In the wake of a ransomware attack on Change Healthcare, which brought payments to pharmacies and hospitals to a standstill, policymakers and lobbyists have been working to develop strategies to prevent future attacks. These strategies include tying federal aid to cybersecurity requirements and creating new voluntary standards through public-private partnerships.

The incident has shown how vulnerable the technology infrastructure of the health care industry is, with many providers and insurers relying on critical technology daily. As a result, some lawmakers are calling for mandatory cybersecurity standards in the industry, including regular audits.

In response to the attack on Change Healthcare, federal regulators have faced criticism for not being adequately prepared and not acting quickly enough. To address these concerns, policymakers are now taking action to improve the security of health care technology underpinning the industry.

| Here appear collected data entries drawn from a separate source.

//! Data-entry form handling
//!
//! Converts raw form strings into the `/add-data` payload. Numeric fields
//! are read leniently (longest numeric prefix, otherwise NaN) and are not
//! validated here; the API owns validation and reports back through its
//! `{error}` body.

use crate::types::FormEntryPayload;
use crate::view::FormFields;

/// Lenient float parsing with browser `parseFloat` semantics.
///
/// Leading whitespace is skipped and the longest numeric prefix is used:
/// `"12abc"` is 12, `".5"` is 0.5, `"1e3x"` is 1000. Input without a numeric
/// prefix yields NaN.
pub fn parse_float(input: &str) -> f64 {
    let s = input.trim_start();
    let bytes = s.as_bytes();
    let len = bytes.len();

    let mut end = 0;
    if matches!(bytes.first(), Some(b'+' | b'-')) {
        end = 1;
    }

    if s[end..].starts_with("Infinity") {
        return if s.starts_with('-') { f64::NEG_INFINITY } else { f64::INFINITY };
    }

    let int_start = end;
    while end < len && bytes[end].is_ascii_digit() {
        end += 1;
    }
    let mut mantissa_digits = end - int_start;

    if end < len && bytes[end] == b'.' {
        let frac_start = end + 1;
        let mut frac_end = frac_start;
        while frac_end < len && bytes[frac_end].is_ascii_digit() {
            frac_end += 1;
        }
        if mantissa_digits > 0 || frac_end > frac_start {
            mantissa_digits += frac_end - frac_start;
            end = frac_end;
        }
    }

    if mantissa_digits == 0 {
        return f64::NAN;
    }

    // Exponent only counts when it has digits
    if end < len && matches!(bytes[end], b'e' | b'E') {
        let mut exp_end = end + 1;
        if exp_end < len && matches!(bytes[exp_end], b'+' | b'-') {
            exp_end += 1;
        }
        let digits_start = exp_end;
        while exp_end < len && bytes[exp_end].is_ascii_digit() {
            exp_end += 1;
        }
        if exp_end > digits_start {
            end = exp_end;
        }
    }

    s[..end].parse().unwrap_or(f64::NAN)
}

impl FormEntryPayload {
    /// Build a fresh payload from the current form values
    pub fn from_fields(fields: &FormFields) -> Self {
        Self {
            date: fields.date.clone(),
            revenue: parse_float(&fields.revenue),
            expenses: parse_float(&fields.expenses),
            inventory_cost: parse_float(&fields.inventory),
            category: fields.category.clone(),
        }
    }
}

#[cfg(test)]
mod tests {
    use super::*;

    #[test]
    fn test_parse_plain_numbers() {
        assert_eq!(parse_float("1500"), 1500.0);
        assert_eq!(parse_float("1500.25"), 1500.25);
        assert_eq!(parse_float("-42"), -42.0);
        assert_eq!(parse_float("+3.5"), 3.5);
        assert_eq!(parse_float("  7"), 7.0);
    }

    #[test]
    fn test_parse_prefixes() {
        assert_eq!(parse_float("12abc"), 12.0);
        assert_eq!(parse_float("5."), 5.0);
        assert_eq!(parse_float(".5"), 0.5);
        assert_eq!(parse_float("1e3x"), 1000.0);
        assert_eq!(parse_float("2e"), 2.0);
        assert_eq!(parse_float("2e+"), 2.0);
        assert_eq!(parse_float("1,234.50"), 1.0);
        assert_eq!(parse_float("-Infinity"), f64::NEG_INFINITY);
    }

    #[test]
    fn test_parse_rejects_non_numeric() {
        assert!(parse_float("").is_nan());
        assert!(parse_float("abc").is_nan());
        assert!(parse_float(".").is_nan());
        assert!(parse_float("-").is_nan());
        assert!(parse_float("$100").is_nan());
        assert!(parse_float("inf").is_nan());
        assert!(parse_float("NaN").is_nan());
    }

    #[test]
    fn test_payload_from_fields() {
        let fields = FormFields {
            date: "2026-03-01".into(),
            revenue: "2500".into(),
            expenses: "1800.5".into(),
            inventory: "".into(),
            category: "Retail".into(),
        };

        let payload = FormEntryPayload::from_fields(&fields);
        assert_eq!(payload.date, "2026-03-01");
        assert_eq!(payload.revenue, 2500.0);
        assert_eq!(payload.expenses, 1800.5);
        assert!(payload.inventory_cost.is_nan());
        assert_eq!(payload.category, "Retail");
    }
}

One strategy being explored is tying federal aid to cybersecurity requirements for health care providers and insurers. This would require companies in the industry to meet certain standards for data protection and cybersecurity before receiving federal funding.

Another approach is creating new voluntary standards through public-private partnerships. This would involve bringing together experts from government, industry, and academia to develop best practices for cybersecurity in health care. These standards would be voluntary, but could become widely adopted if they prove effective in preventing attacks like the one on Change Healthcare.